Einbruchsaison

So will Philipp Müller den «frechen Kriminellen» an den Kragen

FDP-Präsident Philipp Müller spricht in Thun

FDP-Präsident Philipp Müller spricht in Thun

Einbrecher geht die Arbeit nie aus. Laut Polizeisprechern ist sogar von einer Zunahme dieses Delikts von mehr als 10 Prozent gegenüber 2011 auszugehen. Der FDP-Parteipräsident Philipp Müller fordert nun entsprechende Massnahmen.
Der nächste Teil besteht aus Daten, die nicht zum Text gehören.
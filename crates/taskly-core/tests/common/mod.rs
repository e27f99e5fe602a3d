//! Shared setup for the integration scenarios
#![allow(dead_code)]

use std::sync::Arc;

use taskly_core::auth::CredentialStore;
use taskly_core::{
    CollectedAdvisories, Config, ConnectivityMonitor, Engine, MemoryDocumentStore,
};
use tempfile::TempDir;

/// One installation: its own data directory, sharing a remote with others
pub struct Device {
    pub engine: Arc<Engine>,
    pub advisories: Arc<CollectedAdvisories>,
    _dir: TempDir,
}

impl Device {
    pub fn set_online(&self, online: bool) {
        self.engine.connectivity().set_connected(online);
    }
}

pub fn device(name: &str, remote: &Arc<MemoryDocumentStore>, online: bool) -> Device {
    let dir = TempDir::new().unwrap();
    let mut config = Config::with_data_dir(dir.path());
    config.device_id = Some(name.to_string());

    // Never spawned, so tests own the connectivity state
    let connectivity = ConnectivityMonitor::offline();
    connectivity.set_connected(online);

    let advisories = Arc::new(CollectedAdvisories::new());
    let engine = Engine::builder(config)
        .remote_store(remote.clone())
        .connectivity(connectivity)
        .credentials(CredentialStore::new())
        .advisory(advisories.clone())
        .build()
        .unwrap();

    Device {
        engine: Arc::new(engine),
        advisories,
        _dir: dir,
    }
}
In der Schweiz haben Einbrecher Hochsaison. «Einbrüche verzeichnen eine starke Zunahme, bewegen sich in der gesamten Nordwestschweiz auf ungewöhnlich hohem Niveau», sagt Klaus Mannhart, Sprecher der Stadtpolizei Basel gegenüber dem SonntagsBlick. Sein Aargauer Kollege Bernhard Graser bestätigt: «In diesem Jahr rechnen wir mit einer Zunahme von über zehn Prozent.» Im Kanton Baselland beträgt die Zunahme gegenüber 2011 alarmierende 33 Prozent. Bereits 2011 war die Zahl der Einbrüche gegenüber dem Vorjahr um fünf Prozent gestiegen - auf 52 735. Betroffen sind hauptsächlich grenznahe Gebiete entlang der Hauptverkehrsachsen.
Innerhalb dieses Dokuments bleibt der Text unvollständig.